Все же эта процедура, откладывавшаяся уже чуть ли не три недели, наконец была связана во времени и в пространстве, причем основным поводом к тому, чтобы ее все же осуществить была сама передающая - просто хотелось снять с нее столь глупые обязательства. Или не столько с нее, сколько с себя - раз уж я стал поводом ее хлопот.
Она была вполне хорошим человеком, добродушная такая, чуть полноватая, лет примерно двадцати шести, с годовалым, кажется - по рассказам - ребенком, которого воспитывала с матерью, при этом работая и т.п. Как уж к ней свалилась какая-то непутевая рукопись - понять было нельзя. Мало ли как.
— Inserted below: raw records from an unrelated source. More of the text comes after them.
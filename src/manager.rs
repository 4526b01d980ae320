//! Periodic frame pulling. A `PullManager` owns a single-worker tokio
//! runtime; each session is one task on it that ticks at the configured
//! interval, pulls a frame from the engine, and optionally appends it to a
//! WAV capture.
//!
//! The manager is an explicitly constructed service rather than a process
//! singleton; the entry point owns its lifecycle and injects the logger.

use std::path::PathBuf;

use framepull_core::{PullOptions, SessionState};
use framepull_engine::{EngineError, FrameRequest, PullMode, RtcEngine};
use parking_lot::Mutex;
use thiserror::Error;
use tokio::runtime::Runtime;
use tokio::sync::watch;
use tokio::task::JoinHandle;
use tokio::time::MissedTickBehavior;
use tracing::{debug, error, trace};

use crate::capture::{FrameRecorder, RecorderError, capture_path};
use crate::logger::AsyncLogger;

#[derive(Debug, Error)]
pub enum ManagerError {
    /// Interval and sample rate must cover at least one sample per tick
    #[error("pull options must cover at least one sample per tick")]
    EmptyInterval,
    /// The capture file could not be created
    #[error("failed to create capture file: {0}")]
    Capture(#[from] RecorderError),
}

struct Session {
    stop: watch::Sender<bool>,
    task: JoinHandle<()>,
}

/// Pulls decoded audio frames from an [`RtcEngine`] on a timer.
///
/// At most one session runs at a time. Starting while a session is running
/// stops the previous session first, finalizing its capture file.
pub struct PullManager {
    runtime: Runtime,
    logger: AsyncLogger,
    output_dir: PathBuf,
    session: Mutex<Option<Session>>,
}

impl PullManager {
    /// Create a manager writing captures under `output_dir`.
    pub fn new(logger: AsyncLogger, output_dir: impl Into<PathBuf>) -> anyhow::Result<Self> {
        // Set up tokio runtime for the pull task
        let runtime = tokio::runtime::Builder::new_multi_thread()
            .worker_threads(1)
            .enable_all()
            .build()?;

        Ok(Self {
            runtime,
            logger,
            output_dir: output_dir.into(),
            session: Mutex::new(None),
        })
    }

    /// Start pulling mixed playback audio from the engine.
    pub fn start<E>(&self, engine: E, options: PullOptions) -> Result<(), ManagerError>
    where
        E: RtcEngine + 'static,
    {
        self.start_session(engine, PullMode::Mixed, options)
    }

    /// Start pulling through the plain call path. Identical to [`start`]
    /// apart from the mode tag forwarded to the engine.
    ///
    /// [`start`]: PullManager::start
    pub fn start_normal<E>(&self, engine: E, options: PullOptions) -> Result<(), ManagerError>
    where
        E: RtcEngine + 'static,
    {
        self.start_session(engine, PullMode::Normal, options)
    }

    fn start_session<E>(
        &self,
        engine: E,
        mode: PullMode,
        options: PullOptions,
    ) -> Result<(), ManagerError>
    where
        E: RtcEngine + 'static,
    {
        if options.interval_ms == 0 || options.samples_per_channel() == 0 {
            return Err(ManagerError::EmptyInterval);
        }

        let mut guard = self.session.lock();
        if let Some(previous) = guard.take() {
            self.logger.info("restarting pull session");
            self.halt(previous);
        }

        let recorder = if options.save_to_file {
            let path = capture_path(
                &self.output_dir,
                options.sample_rate,
                options.channel_count,
                mode,
            );
            Some(FrameRecorder::create(
                path,
                options.sample_rate,
                options.channel_count,
            )?)
        } else {
            None
        };

        self.logger.info(format!(
            "pull session started: engine={} mode={mode} interval={}ms rate={}Hz \
             channels={} save_to_file={}",
            engine.name(),
            options.interval_ms,
            options.sample_rate,
            options.channel_count,
            options.save_to_file,
        ));

        let (stop_tx, stop_rx) = watch::channel(false);
        let task = self.runtime.spawn(pull_loop(
            engine,
            mode,
            options,
            recorder,
            stop_rx,
            self.logger.clone(),
        ));

        *guard = Some(Session {
            stop: stop_tx,
            task,
        });
        Ok(())
    }

    /// Stop the running session, if any, and finalize its capture file.
    pub fn stop(&self) {
        let session = self.session.lock().take();
        if let Some(session) = session {
            self.halt(session);
        }
    }

    /// Whether a session is currently pulling.
    pub fn state(&self) -> SessionState {
        if self.session.lock().is_some() {
            SessionState::Running
        } else {
            SessionState::Idle
        }
    }

    fn halt(&self, session: Session) {
        session.stop.send(true).ok();
        if let Err(e) = self.runtime.block_on(session.task) {
            error!("pull task failed to join: {e}");
        }
    }
}

impl Drop for PullManager {
    fn drop(&mut self) {
        self.stop();
    }
}

async fn pull_loop<E: RtcEngine>(
    mut engine: E,
    mode: PullMode,
    options: PullOptions,
    mut recorder: Option<FrameRecorder>,
    mut stop: watch::Receiver<bool>,
    logger: AsyncLogger,
) {
    let request = FrameRequest {
        mode,
        sample_rate: options.sample_rate,
        channels: options.channel_count,
        samples_per_channel: options.samples_per_channel(),
    };

    let mut ticker = tokio::time::interval(options.interval());
    // A slow pull shifts the schedule instead of causing a catch-up burst.
    ticker.set_missed_tick_behavior(MissedTickBehavior::Delay);

    let mut frames: u64 = 0;
    let mut samples: u64 = 0;

    loop {
        tokio::select! {
            _ = stop.changed() => break,
            _ = ticker.tick() => {
                match engine.pull_frame(&request) {
                    Ok(frame) => {
                        frames += 1;
                        samples += frame.data.len() as u64;
                        trace!(frames, samples = frame.data.len(), "pulled frame");

                        let mut capture_failed = false;
                        if let Some(rec) = recorder.as_mut() {
                            if let Err(e) = rec.write_frame(&frame) {
                                logger.warning(format!(
                                    "capture write failed, continuing without file output: {e}"
                                ));
                                capture_failed = true;
                            }
                        }
                        if capture_failed {
                            recorder = None;
                        }
                    }
                    Err(EngineError::NoFrame) => {
                        debug!("engine had no frame buffered");
                    }
                    Err(e) => {
                        logger.warning(format!("pull failed: {e}"));
                    }
                }
            }
        }
    }

    if let Some(rec) = recorder.take() {
        match rec.finalize() {
            Ok(path) => logger.info(format!("capture written to {}", path.display())),
            Err(e) => logger.error(format!("failed to finalize capture: {e}")),
        }
    }

    logger.info(format!(
        "pull session stopped: mode={mode} frames={frames} samples={samples}"
    ));
}
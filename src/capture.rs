//! WAV persistence for pulled frames. One recorder per session, created when
//! the session asks for file output and finalized when the session stops so
//! the WAV header carries the real sample count.

use std::fs::{self, File};
use std::io::BufWriter;
use std::path::{Path, PathBuf};
use std::time::{SystemTime, UNIX_EPOCH};

use framepull_engine::{AudioFrame, PullMode};
use hound::{SampleFormat, WavSpec, WavWriter};
use thiserror::Error;
use tracing::error;

#[derive(Debug, Error)]
pub enum RecorderError {
    /// Capture directory could not be created
    #[error(transparent)]
    Io(#[from] std::io::Error),
    /// WAV write failure
    #[error(transparent)]
    Wav(#[from] hound::Error),
}

type Result<T> = std::result::Result<T, RecorderError>;

/// Capture file path for a session: rate, layout, and pull mode in the name
/// plus a timestamp. Restarts within the same second get a numeric suffix
/// so repeated sessions never clobber each other.
pub fn capture_path(dir: &Path, sample_rate: u32, channels: u16, mode: PullMode) -> PathBuf {
    let stamp = SystemTime::now()
        .duration_since(UNIX_EPOCH)
        .map(|d| d.as_secs())
        .unwrap_or(0);
    let base = format!("pull_{sample_rate}hz_{channels}ch_{mode}_{stamp}");

    let mut path = dir.join(format!("{base}.wav"));
    let mut attempt = 1u32;
    while path.exists() {
        path = dir.join(format!("{base}_{attempt}.wav"));
        attempt += 1;
    }
    path
}

/// Writes pulled PCM frames to a 16-bit WAV file.
pub struct FrameRecorder {
    // Presence of the writer indicates the recorder has not been finalized.
    writer: Option<WavWriter<BufWriter<File>>>,
    path: PathBuf,
}

impl FrameRecorder {
    /// Create the capture file, making the parent directory if needed.
    pub fn create(path: impl Into<PathBuf>, sample_rate: u32, channels: u16) -> Result<Self> {
        let path = path.into();
        if let Some(parent) = path.parent() {
            fs::create_dir_all(parent)?;
        }

        let spec = WavSpec {
            channels,
            sample_rate,
            bits_per_sample: 16,
            sample_format: SampleFormat::Int,
        };
        let writer = WavWriter::create(&path, spec)?;

        Ok(Self {
            writer: Some(writer),
            path,
        })
    }

    /// Append one frame's samples.
    pub fn write_frame(&mut self, frame: &AudioFrame) -> Result<()> {
        if let Some(writer) = self.writer.as_mut() {
            for &sample in &frame.data {
                writer.write_sample(sample)?;
            }
        }
        Ok(())
    }

    pub fn path(&self) -> &Path {
        &self.path
    }

    /// Finalize the WAV framing. After this the file is complete on disk.
    pub fn finalize(mut self) -> Result<PathBuf> {
        if let Some(writer) = self.writer.take() {
            writer.finalize()?;
        }
        Ok(std::mem::take(&mut self.path))
    }
}

impl Drop for FrameRecorder {
    fn drop(&mut self) {
        if let Some(writer) = self.writer.take() {
            if let Err(e) = writer.finalize() {
                error!(path = %self.path.display(), "failed to finalize capture file: {e}");
            }
        }
    }
}

#[cfg(test)]
mod tests {
    use framepull_engine::{FrameRequest, PullMode, RtcEngine, ToneEngine};

    use super::*;

    #[test]
    fn test_capture_path_encodes_session() {
        let path = capture_path(Path::new("/tmp/captures"), 48_000, 2, PullMode::Normal);
        let name = path.file_name().unwrap().to_string_lossy().into_owned();
        assert!(name.starts_with("pull_48000hz_2ch_normal_"));
        assert!(name.ends_with(".wav"));
    }

    #[test]
    fn test_capture_path_never_reuses_existing_file() {
        let dir = tempfile::tempdir().unwrap();

        // Same second, same session parameters: the path must still differ.
        let first = capture_path(dir.path(), 16_000, 1, PullMode::Mixed);
        fs::write(&first, b"").unwrap();
        let second = capture_path(dir.path(), 16_000, 1, PullMode::Mixed);
        assert_ne!(first, second);

        fs::write(&second, b"").unwrap();
        let third = capture_path(dir.path(), 16_000, 1, PullMode::Mixed);
        assert_ne!(third, first);
        assert_ne!(third, second);
    }

    #[test]
    fn test_write_and_read_back() {
        let dir = tempfile::tempdir().unwrap();
        let path = dir.path().join("capture.wav");

        let request = FrameRequest {
            mode: PullMode::Mixed,
            sample_rate: 16_000,
            channels: 1,
            samples_per_channel: 160,
        };
        let mut engine = ToneEngine::default();

        let mut recorder = FrameRecorder::create(&path, 16_000, 1).unwrap();
        let first = engine.pull_frame(&request).unwrap();
        recorder.write_frame(&first).unwrap();
        recorder
            .write_frame(&engine.pull_frame(&request).unwrap())
            .unwrap();
        let finalized = recorder.finalize().unwrap();
        assert_eq!(finalized, path);

        let mut reader = hound::WavReader::open(&path).unwrap();
        let spec = reader.spec();
        assert_eq!(spec.sample_rate, 16_000);
        assert_eq!(spec.channels, 1);
        assert_eq!(spec.bits_per_sample, 16);

        let samples: Vec<i16> = reader.samples::<i16>().map(|s| s.unwrap()).collect();
        assert_eq!(samples.len(), 320);
        assert_eq!(&samples[..160], &first.data[..]);
    }

    #[test]
    fn test_creates_missing_parent_dir() {
        let dir = tempfile::tempdir().unwrap();
        let path = dir.path().join("nested").join("capture.wav");
        let recorder = FrameRecorder::create(&path, 16_000, 1).unwrap();
        drop(recorder);
        assert!(path.exists());
    }
}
Просто отдельные блоки черного асфальта, заметенного снегом. Снег подсвечивается рыжим, коричного даже цвета светом из под аркады. Не слишком опоздав, М. пришла и, шмыгая носом, сказала: "Ну вот, собственно" и всучила мне бумаги. Имя автора было незнакомым, судя по тому, как шрифт лежал на страницах, предполагалось нечто старательное с возможным выводом о первенстве духовного начала в человеке. Тут произошел такой разговор.
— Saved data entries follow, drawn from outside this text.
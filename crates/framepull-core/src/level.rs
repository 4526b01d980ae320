//! Log severity ordering for the async logger.

use std::fmt;
use std::str::FromStr;

use serde::{Deserialize, Serialize};

/// Severity of a log message, most severe first.
///
/// The derived ordering follows declaration order, so a message passes the
/// filter exactly when `level <= threshold`: an `Error` threshold emits only
/// errors, a `Verbose` threshold emits everything.
#[derive(
    Debug, Default, Clone, Copy, PartialEq, Eq, PartialOrd, Ord, Hash, Serialize, Deserialize,
)]
#[serde(rename_all = "lowercase")]
pub enum LogLevel {
    Error,
    Warning,
    #[default]
    Info,
    Debug,
    Verbose,
}

impl LogLevel {
    /// Whether a message at this level is emitted under the given threshold.
    pub fn enabled(self, threshold: LogLevel) -> bool {
        self <= threshold
    }

    /// Fixed-width tag used in emitted log lines.
    pub fn label(self) -> &'static str {
        match self {
            LogLevel::Error => "ERROR",
            LogLevel::Warning => "WARN",
            LogLevel::Info => "INFO",
            LogLevel::Debug => "DEBUG",
            LogLevel::Verbose => "VERBOSE",
        }
    }
}

impl fmt::Display for LogLevel {
    fn fmt(&self, f: &mut fmt::Formatter<'_>) -> fmt::Result {
        let name = match self {
            LogLevel::Error => "error",
            LogLevel::Warning => "warning",
            LogLevel::Info => "info",
            LogLevel::Debug => "debug",
            LogLevel::Verbose => "verbose",
        };
        f.write_str(name)
    }
}

impl FromStr for LogLevel {
    type Err = anyhow::Error;

    fn from_str(s: &str) -> Result<Self, Self::Err> {
        match s.to_ascii_lowercase().as_str() {
            "error" => Ok(LogLevel::Error),
            "warning" | "warn" => Ok(LogLevel::Warning),
            "info" => Ok(LogLevel::Info),
            "debug" => Ok(LogLevel::Debug),
            "verbose" => Ok(LogLevel::Verbose),
            other => Err(anyhow::anyhow!("unknown log level: {other}")),
        }
    }
}
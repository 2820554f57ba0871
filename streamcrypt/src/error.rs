//! Error type shared by every fallible operation in the toolkit.

use thiserror::Error;

/// Errors reported by hashes, keystreams and the stream protocol.
#[derive(Error, Debug, Clone, PartialEq, Eq)]
pub enum Error {
    /// A keystream was seeded with an empty key.
    #[error("keystream key must be at least one byte")]
    KeyTooShort,

    /// A keystream was seeded with a key longer than the S-box.
    #[error("keystream key of {len} bytes exceeds the {max}-byte seed limit")]
    KeyTooLong { len: usize, max: usize },

    /// A packet was requested below the 21-byte minimum.
    #[error("packet of {0} bytes is below the 21-byte minimum")]
    PacketTooSmall(usize),

    /// A payload handed to the stream protocol exceeds one packet.
    #[error("payload of {len} bytes exceeds the {max}-byte packet size")]
    BufferTooLarge { len: usize, max: usize },

    /// A hash hex string had the wrong length or a non-hex character.
    #[error("hash hex string must be 16, 32, 64 or 128 uppercase hex characters")]
    Parse,

    /// A buffer longer than the packet was masked with wraparound refused.
    #[error("length {len} is unsafe for a {size}-byte packet")]
    UnsafeLength { len: usize, size: usize },

    /// A packet was bound to an algorithm that cannot drive one.
    #[error("the {0} algorithm cannot drive a keystream packet")]
    AlgorithmBind(&'static str),

    /// A checked hash mutation named a byte outside the hash body.
    #[error("byte index {index} is out of range for a {size}-byte hash")]
    IndexOutOfBounds { index: usize, size: usize },
}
- Угу, - ответил я - спасибо.
Пауза, в пределах которой я уже было поворачивался в сторону метро, но она что-то не могла договорить.
- Слушай, - сказала она. - Ты спешишь?
- Ну, - промычал я.
- Тьфу, - сказала она. - Совершенно дурацкая просьба. Ты умеешь менять вентили?
Умел, о чем и сказал.
- Помоги, пожалуйста. Я тут совсем рядом живу. У меня не получается. Пробовала, только залила все. У меня эта штука есть, просто вставить надо.
- Идем, - сказал я.
Дом стоял и в самом деле неподалеку от метро - надо было только перебраться через несколько бестолковых магистралей, примерно под путепроводом Садового кольца.
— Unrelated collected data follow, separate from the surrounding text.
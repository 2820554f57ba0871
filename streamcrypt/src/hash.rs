//! Fixed-width hash values with a uniform contract.
//!
//! A [`Hash`] is a plain value: an algorithm tag plus 8, 16, 32 or 64
//! bytes of digest. Hashes render as hex with the byte order reversed
//! (byte 0 printed last); that ordering is a contract shared with
//! previously stored digests, not a formatting choice.

use core::cmp::Ordering;
use core::fmt;

use crate::consts::{DEFAULT_HASH, HASH_128, HASH_256, HASH_512, HASH_64};
use crate::error::Error;
use crate::hex;
use crate::keystream::Rc4;

/// Numeric identifiers for the hash algorithms.
#[derive(Debug, Clone, Copy, PartialEq, Eq, PartialOrd, Ord)]
pub enum HashAlgorithm {
    Null = 0,
    Xor = 1,
    Rc4 = 2,
}

impl HashAlgorithm {
    /// Wire identifier of the algorithm.
    pub fn id(self) -> u16 {
        self as u16
    }

    /// Display name of the algorithm.
    pub fn name(self) -> &'static str {
        match self {
            HashAlgorithm::Null => "NULL",
            HashAlgorithm::Xor => "XOR",
            HashAlgorithm::Rc4 => "RC-4",
        }
    }

    /// Digests `data` into a hash of `width` bytes.
    ///
    /// `width` must be one of the four supported widths; anything else
    /// falls back to the 32-byte default. `Null` leaves the digest
    /// zeroed.
    pub fn digest(self, data: &[u8], width: u16) -> Hash {
        let width = match width {
            HASH_64 | HASH_128 | HASH_256 | HASH_512 => width,
            _ => DEFAULT_HASH,
        };
        let mut hash = Hash::zeroed(self, width);
        match self {
            HashAlgorithm::Null => {}
            HashAlgorithm::Xor => hash.fold_xor(data),
            HashAlgorithm::Rc4 => hash.fold_rc4(data),
        }
        hash
    }
}

/// A fixed-width digest tagged with the algorithm that produced it.
#[derive(Debug, Clone, PartialEq, Eq)]
pub struct Hash {
    algorithm: HashAlgorithm,
    data: Vec<u8>,
}

impl Hash {
    /// An all-zero hash of the given width.
    pub fn zeroed(algorithm: HashAlgorithm, size: u16) -> Hash {
        Hash {
            algorithm,
            data: vec![0; size as usize],
        }
    }

    /// Rehydrates a digest computed elsewhere; no hashing is performed.
    ///
    /// Copies up to `size` bytes from `bytes`; if fewer are given the
    /// tail stays zero.
    pub fn from_bytes(algorithm: HashAlgorithm, bytes: &[u8], size: u16) -> Hash {
        let mut hash = Hash::zeroed(algorithm, size);
        let n = bytes.len().min(hash.data.len());
        hash.data[..n].copy_from_slice(&bytes[..n]);
        hash
    }

    /// Parses a reversed-hex digest string.
    pub fn from_hex(algorithm: HashAlgorithm, text: &str) -> Result<Hash, Error> {
        let mut hash = Hash::zeroed(algorithm, DEFAULT_HASH);
        hash.set_hex(text)?;
        Ok(hash)
    }

    pub fn algorithm(&self) -> HashAlgorithm {
        self.algorithm
    }

    /// Digest width in bytes.
    pub fn size(&self) -> u16 {
        self.data.len() as u16
    }

    /// Digest width in bits.
    pub fn size_bits(&self) -> usize {
        self.data.len() * 8
    }

    pub fn as_bytes(&self) -> &[u8] {
        &self.data
    }

    /// Reads one digest byte; indexes past the end read as zero.
    pub fn byte(&self, index: usize) -> u8 {
        self.data.get(index).copied().unwrap_or(0)
    }

    /// Overwrites one digest byte, rejecting out-of-range indexes.
    pub fn set_byte(&mut self, index: usize, value: u8) -> Result<(), Error> {
        let size = self.data.len();
        match self.data.get_mut(index) {
            Some(slot) => {
                *slot = value;
                Ok(())
            }
            None => Err(Error::IndexOutOfBounds { index, size }),
        }
    }

    /// Renders the digest as uppercase hex, byte order reversed:
    /// `bytes[size-1]` comes first and `bytes[0]` last.
    pub fn to_hex(&self) -> String {
        let mut out = String::with_capacity(self.data.len() * 2);
        for b in self.data.iter().rev() {
            let [hi, lo] = hex::encode_byte(*b);
            out.push(hi as char);
            out.push(lo as char);
        }
        out
    }

    /// Rebuilds the digest from a reversed-hex string, adopting the
    /// width the string length implies.
    ///
    /// Exactly 16, 32, 64 or 128 uppercase hex characters are accepted.
    /// On any parse failure the digest is zeroed and the old width kept.
    pub fn set_hex(&mut self, text: &str) -> Result<(), Error> {
        let size = match text.len() {
            n if n == HASH_64 as usize * 2 => HASH_64,
            n if n == HASH_128 as usize * 2 => HASH_128,
            n if n == HASH_256 as usize * 2 => HASH_256,
            n if n == HASH_512 as usize * 2 => HASH_512,
            _ => {
                self.data.fill(0);
                return Err(Error::Parse);
            }
        };

        // byte 0 parses from the last two characters
        let chars = text.as_bytes();
        let mut data = vec![0u8; size as usize];
        let mut s = chars.len();
        for slot in data.iter_mut() {
            match hex::decode_byte(chars[s - 2], chars[s - 1]) {
                Ok(v) => *slot = v,
                Err(e) => {
                    self.data.fill(0);
                    return Err(e);
                }
            }
            s -= 2;
        }

        self.data = data;
        Ok(())
    }

    /// Total order over `(algorithm, size, bytes)`, comparing digest
    /// bytes from the highest index down.
    pub fn compare(&self, other: &Hash) -> Ordering {
        self.algorithm
            .cmp(&other.algorithm)
            .then(self.data.len().cmp(&other.data.len()))
            .then_with(|| {
                for (a, b) in self.data.iter().rev().zip(other.data.iter().rev()) {
                    match a.cmp(b) {
                        Ordering::Equal => {}
                        unequal => return unequal,
                    }
                }
                Ordering::Equal
            })
    }

    // result[k mod size] ^= data[k]
    fn fold_xor(&mut self, data: &[u8]) {
        let size = self.data.len();
        for (k, b) in data.iter().enumerate() {
            self.data[k % size] ^= b;
        }
    }

    // Each block of up to `size` input bytes keys a fresh RC-4
    // keystream whose first `size` outputs mix into the digest.
    fn fold_rc4(&mut self, data: &[u8]) {
        let size = self.data.len();
        let mut off = 0;
        while off < data.len() {
            let len = size.min(data.len() - off);
            let mut rc4 = Rc4::seeded(&data[off..off + len]);
            off += len;

            for slot in self.data.iter_mut() {
                *slot ^= rc4.next_byte();
            }
        }
    }
}

impl Ord for Hash {
    fn cmp(&self, other: &Self) -> Ordering {
        self.compare(other)
    }
}

impl PartialOrd for Hash {
    fn partial_cmp(&self, other: &Self) -> Option<Ordering> {
        Some(self.cmp(other))
    }
}

impl fmt::Display for Hash {
    fn fmt(&self, f: &mut fmt::Formatter<'_>) -> fmt::Result {
        f.write_str(&self.to_hex())
    }
}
Подробности жизни - конспективно изложенные ею по дороге - состояли в том, что это квартира бабушки M., умершей года три назад, сама M. жила то тут, то там с ребенком и матерью. Кто был отцом ее ребенка, я не знал, не знал и историю их отношений, да, собственно, даже не знал кто у нее мальчик или девочка. Судя по игрушкам, - забегая вперед - мальчик, конечно. На другой квартире мать жила с какой-то еще теткой-сестрой, так что всякие постоянные переезды с ребенком под мышкой, конкретно же проблема состояла в кране горячей воды, без которой сына она сюда привезти не могла уже неделю.
Дом был узким и нешироким, один подъезд - два лифта, три квартиры налево, три направо - за общими дверьми.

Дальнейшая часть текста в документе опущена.